# [What you are asked to do]
The required output is every entry below, copied exactly.

= = =

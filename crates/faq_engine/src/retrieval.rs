pub fn cosine_similarity(a: &[f32], b: &[f32]) -> f32 {
    if a.is_empty() || b.is_empty() || a.len() != b.len() {
        return 0.0;
    }

    let (dot, na, nb) = a
        .iter()
        .zip(b.iter())
        .fold((0.0f32, 0.0f32, 0.0f32), |(d, aa, bb), (x, y)| {
            (d + (x * y), aa + (x * x), bb + (y * y))
        });

    if na == 0.0 || nb == 0.0 {
        0.0
    } else {
        dot / (na.sqrt() * nb.sqrt())
    }
}

/// Scores every row against `query`, best first. Equal scores keep row order.
pub fn top_k(query: &[f32], rows: &[Vec<f32>], k: usize) -> Vec<(usize, f32)> {
    let mut scored: Vec<(usize, f32)> = rows
        .iter()
        .enumerate()
        .map(|(i, row)| (i, cosine_similarity(query, row)))
        .collect();

    // sort_by is stable, so ties stay in ascending index order
    scored.sort_by(|a, b| b.1.total_cmp(&a.1));
    scored.truncate(k);
    scored
}

/// Best-scoring row; the lowest index wins a tie.
pub fn top_match(query: &[f32], rows: &[Vec<f32>]) -> Option<(usize, f32)> {
    rows.iter()
        .enumerate()
        .map(|(i, row)| (i, cosine_similarity(query, row)))
        .fold(None, |best, (i, score)| match best {
            Some((_, best_score)) if score <= best_score => best,
            _ => Some((i, score)),
        })
}

#[cfg(test)]
mod tests {
    use super::*;

    #[test]
    fn cosine_works_for_unit_vectors() {
        let a = vec![1.0, 0.0, 0.0];
        let b = vec![1.0, 0.0, 0.0];
        let c = vec![0.0, 1.0, 0.0];

        assert!((cosine_similarity(&a, &b) - 1.0).abs() < 1e-6);
        assert!((cosine_similarity(&a, &c) - 0.0).abs() < 1e-6);
    }

    #[test]
    fn cosine_of_zero_vector_is_zero() {
        assert_eq!(cosine_similarity(&[0.0, 0.0], &[1.0, 0.0]), 0.0);
        assert_eq!(cosine_similarity(&[], &[]), 0.0);
        assert_eq!(cosine_similarity(&[1.0], &[1.0, 0.0]), 0.0);
    }

    #[test]
    fn top_match_selects_best_row() {
        let rows = vec![vec![1.0, 0.0], vec![0.0, 1.0]];
        let (idx, score) = top_match(&[0.1, 0.9], &rows).expect("match");

        assert_eq!(idx, 1);
        assert!(score > 0.9);
    }

    #[test]
    fn ties_resolve_to_lowest_index() {
        let rows = vec![vec![0.0, 1.0], vec![1.0, 0.0], vec![1.0, 0.0]];

        assert_eq!(top_match(&[1.0, 0.0], &rows).map(|m| m.0), Some(1));
        let ranked: Vec<usize> = top_k(&[1.0, 0.0], &rows, 3).iter().map(|m| m.0).collect();
        assert_eq!(ranked, vec![1, 2, 0]);

        // all-zero query ties everything at 0.0
        assert_eq!(top_match(&[0.0, 0.0], &rows), Some((0, 0.0)));
    }

    #[test]
    fn top_match_on_no_rows_is_none() {
        assert!(top_match(&[1.0], &[]).is_none());
        assert!(top_k(&[1.0], &[], 5).is_empty());
    }
}
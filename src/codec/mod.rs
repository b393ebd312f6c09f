//! Payload codecs.
//!
//! An endpoint turns opaque payloads into structured attributes with a
//! [`PayloadCodec`] selected by configuration. Malformed input is reported as
//! a [`CodecError`], never coerced into a fallback value.

mod json;
mod text;

pub use json::JsonCodec;
pub use text::TextCodec;

use std::sync::Arc;

use serde::Deserialize;

/// Decoded event attributes.
pub type Attributes = serde_json::Map<String, serde_json::Value>;

/// Errors produced while decoding or encoding payloads.
#[derive(Debug, thiserror::Error)]
pub enum CodecError {
    #[error("payload is not valid UTF-8")]
    InvalidUtf8,

    #[error("malformed payload: {0}")]
    Malformed(String),

    #[error("payload must be a JSON object")]
    NotAnObject,

    #[error("failed to encode attributes: {0}")]
    Encode(String),
}

/// Pluggable decode/encode capability.
pub trait PayloadCodec: Send + Sync {
    /// Short name used in logs.
    fn name(&self) -> &'static str;

    /// Decode raw payload bytes into attributes.
    fn decode(&self, payload: &[u8]) -> Result<Attributes, CodecError>;

    /// Encode attributes back into payload bytes.
    fn encode(&self, attributes: &Attributes) -> Result<Vec<u8>, CodecError>;
}

/// Codec selector used in endpoint and sink configuration.
#[derive(Debug, Clone, Copy, Default, PartialEq, Eq, Deserialize)]
#[serde(rename_all = "lowercase")]
pub enum CodecType {
    /// JSON object payloads.
    #[default]
    Json,
    /// Plain UTF-8 text, exposed as a single `message` attribute.
    Text,
}

impl CodecType {
    /// Build the codec instance for this selector.
    pub fn build(self) -> Arc<dyn PayloadCodec> {
        match self {
            CodecType::Json => Arc::new(JsonCodec),
            CodecType::Text => Arc::new(TextCodec),
        }
    }
}
//! gRPC handlers.

mod event_service;

pub use event_service::{EventServiceHandler, ReplyStream};

use std::collections::BTreeMap;
use std::sync::Arc;

use tokio::net::TcpListener;
use tokio::sync::watch;
use tokio_stream::wrappers::TcpListenerStream;
use tonic::transport::Server;
use tracing::info;

use crate::broker::InboundEndpoint;
use crate::proto::event_service_server::EventServiceServer;
use crate::utils::bootstrap::grpc_trace_layer;

/// Group endpoints by the `host:port` they listen on.
///
/// Each group is served by one tonic server.
pub fn group_by_address(
    endpoints: &[Arc<InboundEndpoint>],
) -> BTreeMap<String, Vec<Arc<InboundEndpoint>>> {
    let mut groups: BTreeMap<String, Vec<Arc<InboundEndpoint>>> = BTreeMap::new();
    for endpoint in endpoints {
        groups
            .entry(endpoint.settings().url.address())
            .or_default()
            .push(endpoint.clone());
    }
    groups
}

/// Serve `handler` on `listener` until `shutdown` flips to true.
///
/// Health reports SERVING for the event service as soon as the server starts.
pub async fn serve(
    listener: TcpListener,
    handler: EventServiceHandler,
    mut shutdown: watch::Receiver<bool>,
) -> Result<(), tonic::transport::Error> {
    let (mut health_reporter, health_service) = tonic_health::server::health_reporter();
    health_reporter
        .set_serving::<EventServiceServer<EventServiceHandler>>()
        .await;

    let local_addr = listener.local_addr().ok();
    info!(address = %handler.address(), local = ?local_addr, "Event service listening");

    Server::builder()
        .layer(grpc_trace_layer())
        .add_service(health_service)
        .add_service(handler.into_server())
        .serve_with_incoming_shutdown(TcpListenerStream::new(listener), async move {
            while !*shutdown.borrow() {
                if shutdown.changed().await.is_err() {
                    break;
                }
            }
        })
        .await
}

#[cfg(test)]
mod tests {
    use std::time::Duration;

    use super::*;
    use crate::config::EndpointConfig;
    use crate::pipeline::ChannelPipeline;

    fn endpoint(url: &str, stream: &str) -> Arc<InboundEndpoint> {
        let (pipeline, _rx) = ChannelPipeline::new(1);
        Arc::new(
            InboundEndpoint::from_config(
                &EndpointConfig::new(url, stream),
                Duration::from_secs(30),
                Arc::new(pipeline),
            )
            .unwrap(),
        )
    }

    #[test]
    fn test_group_by_address() {
        let endpoints = vec![
            endpoint("grpc://localhost:8181/s/process", "A"),
            endpoint("grpc://localhost:8181/s/exchange", "B"),
            endpoint("grpc://localhost:8282/s/process", "C"),
        ];

        let groups = group_by_address(&endpoints);
        assert_eq!(groups.len(), 2);
        assert_eq!(groups["localhost:8181"].len(), 2);
        assert_eq!(groups["localhost:8282"][0].stream(), "C");
    }
}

= = =

# [Exercise result]
filename crates/faq_engine/src/retrieval.rs
pub fn cosine_similarity(a: &[f32], b: &[f32]) -> f32 {
    if a.is_empty() || b.is_empty() || a.len() != b.len() {
        return 0.0;
    }

    let (dot, na, nb) = a
        .iter()
        .zip(b.iter())
        .fold((0.0f32, 0.0f32, 0.0f32), |(d, aa, bb), (x, y)| {
            (d + (x * y), aa + (x * x), bb + (y * y))
        });

    if na == 0.0 || nb == 0.0 {
        0.0
    } else {
        dot / (na.sqrt() * nb.sqrt())
    }
}

/// Scores every row against `query`, best first. Equal scores keep row order.
pub fn top_k(query: &[f32], rows: &[Vec<f32>], k: usize) -> Vec<(usize, f32)> {
    let mut scored: Vec<(usize, f32)> = rows
        .iter()
        .enumerate()
        .map(|(i, row)| (i, cosine_similarity(query, row)))
        .collect();

    // sort_by is stable, so ties stay in ascending index order
    scored.sort_by(|a, b| b.1.total_cmp(&a.1));
    scored.truncate(k);
    scored
}

/// Best-scoring row; the lowest index wins a tie.
pub fn top_match(query: &[f32], rows: &[Vec<f32>]) -> Option<(usize, f32)> {
    rows.iter()
        .enumerate()
        .map(|(i, row)| (i, cosine_similarity(query, row)))
        .fold(None, |best, (i, score)| match best {
            Some((_, best_score)) if score <= best_score => best,
            _ => Some((i, score)),
        })
}

#[cfg(test)]
mod tests {
    use super::*;

    #[test]
    fn cosine_works_for_unit_vectors() {
        let a = vec![1.0, 0.0, 0.0];
        let b = vec![1.0, 0.0, 0.0];
        let c = vec![0.0, 1.0, 0.0];

        assert!((cosine_similarity(&a, &b) - 1.0).abs() < 1e-6);
        assert!((cosine_similarity(&a, &c) - 0.0).abs() < 1e-6);
    }

    #[test]
    fn cosine_of_zero_vector_is_zero() {
        assert_eq!(cosine_similarity(&[0.0, 0.0], &[1.0, 0.0]), 0.0);
        assert_eq!(cosine_similarity(&[], &[]), 0.0);
        assert_eq!(cosine_similarity(&[1.0], &[1.0, 0.0]), 0.0);
    }

    #[test]
    fn top_match_selects_best_row() {
        let rows = vec![vec![1.0, 0.0], vec![0.0, 1.0]];
        let (idx, score) = top_match(&[0.1, 0.9], &rows).expect("match");

        assert_eq!(idx, 1);
        assert!(score > 0.9);
    }

    #[test]
    fn ties_resolve_to_lowest_index() {
        let rows = vec![vec![0.0, 1.0], vec![1.0, 0.0], vec![1.0, 0.0]];

        assert_eq!(top_match(&[1.0, 0.0], &rows).map(|m| m.0), Some(1));
        let ranked: Vec<usize> = top_k(&[1.0, 0.0], &rows, 3).iter().map(|m| m.0).collect();
        assert_eq!(ranked, vec![1, 2, 0]);

        // all-zero query ties everything at 0.0
        assert_eq!(top_match(&[0.0, 0.0], &rows), Some((0, 0.0)));
    }

    #[test]
    fn top_match_on_no_rows_is_none() {
        assert!(top_match(&[1.0], &[]).is_none());
        assert!(top_k(&[1.0], &[], 5).is_empty());
    }
}
filename src/codec/mod.rs
repository b393ebd312f6c09f
//! Payload codecs.
//!
//! An endpoint turns opaque payloads into structured attributes with a
//! [`PayloadCodec`] selected by configuration. Malformed input is reported as
//! a [`CodecError`], never coerced into a fallback value.

mod json;
mod text;

pub use json::JsonCodec;
pub use text::TextCodec;

use std::sync::Arc;

use serde::Deserialize;

/// Decoded event attributes.
pub type Attributes = serde_json::Map<String, serde_json::Value>;

/// Errors produced while decoding or encoding payloads.
#[derive(Debug, thiserror::Error)]
pub enum CodecError {
    #[error("payload is not valid UTF-8")]
    InvalidUtf8,

    #[error("malformed payload: {0}")]
    Malformed(String),

    #[error("payload must be a JSON object")]
    NotAnObject,

    #[error("failed to encode attributes: {0}")]
    Encode(String),
}

/// Pluggable decode/encode capability.
pub trait PayloadCodec: Send + Sync {
    /// Short name used in logs.
    fn name(&self) -> &'static str;

    /// Decode raw payload bytes into attributes.
    fn decode(&self, payload: &[u8]) -> Result<Attributes, CodecError>;

    /// Encode attributes back into payload bytes.
    fn encode(&self, attributes: &Attributes) -> Result<Vec<u8>, CodecError>;
}

/// Codec selector used in endpoint and sink configuration.
#[derive(Debug, Clone, Copy, Default, PartialEq, Eq, Deserialize)]
#[serde(rename_all = "lowercase")]
pub enum CodecType {
    /// JSON object payloads.
    #[default]
    Json,
    /// Plain UTF-8 text, exposed as a single `message` attribute.
    Text,
}

impl CodecType {
    /// Build the codec instance for this selector.
    pub fn build(self) -> Arc<dyn PayloadCodec> {
        match self {
            CodecType::Json => Arc::new(JsonCodec),
            CodecType::Text => Arc::new(TextCodec),
        }
    }
}
//! gRPC handlers.

mod event_service;

pub use event_service::{EventServiceHandler, ReplyStream};

use std::collections::BTreeMap;
use std::sync::Arc;

use tokio::net::TcpListener;
use tokio::sync::watch;
use tokio_stream::wrappers::TcpListenerStream;
use tonic::transport::Server;
use tracing::info;

use crate::broker::InboundEndpoint;
use crate::proto::event_service_server::EventServiceServer;
use crate::utils::bootstrap::grpc_trace_layer;

/// Group endpoints by the `host:port` they listen on.
///
/// Each group is served by one tonic server.
pub fn group_by_address(
    endpoints: &[Arc<InboundEndpoint>],
) -> BTreeMap<String, Vec<Arc<InboundEndpoint>>> {
    let mut groups: BTreeMap<String, Vec<Arc<InboundEndpoint>>> = BTreeMap::new();
    for endpoint in endpoints {
        groups
            .entry(endpoint.settings().url.address())
            .or_default()
            .push(endpoint.clone());
    }
    groups
}

/// Serve `handler` on `listener` until `shutdown` flips to true.
///
/// Health reports SERVING for the event service as soon as the server starts.
pub async fn serve(
    listener: TcpListener,
    handler: EventServiceHandler,
    mut shutdown: watch::Receiver<bool>,
) -> Result<(), tonic::transport::Error> {
    let (mut health_reporter, health_service) = tonic_health::server::health_reporter();
    health_reporter
        .set_serving::<EventServiceServer<EventServiceHandler>>()
        .await;

    let local_addr = listener.local_addr().ok();
    info!(address = %handler.address(), local = ?local_addr, "Event service listening");

    Server::builder()
        .layer(grpc_trace_layer())
        .add_service(health_service)
        .add_service(handler.into_server())
        .serve_with_incoming_shutdown(TcpListenerStream::new(listener), async move {
            while !*shutdown.borrow() {
                if shutdown.changed().await.is_err() {
                    break;
                }
            }
        })
        .await
}

#[cfg(test)]
mod tests {
    use std::time::Duration;

    use super::*;
    use crate::config::EndpointConfig;
    use crate::pipeline::ChannelPipeline;

    fn endpoint(url: &str, stream: &str) -> Arc<InboundEndpoint> {
        let (pipeline, _rx) = ChannelPipeline::new(1);
        Arc::new(
            InboundEndpoint::from_config(
                &EndpointConfig::new(url, stream),
                Duration::from_secs(30),
                Arc::new(pipeline),
            )
            .unwrap(),
        )
    }

    #[test]
    fn test_group_by_address() {
        let endpoints = vec![
            endpoint("grpc://localhost:8181/s/process", "A"),
            endpoint("grpc://localhost:8181/s/exchange", "B"),
            endpoint("grpc://localhost:8282/s/process", "C"),
        ];

        let groups = group_by_address(&endpoints);
        assert_eq!(groups.len(), 2);
        assert_eq!(groups["localhost:8181"].len(), 2);
        assert_eq!(groups["localhost:8282"][0].stream(), "C");
    }
}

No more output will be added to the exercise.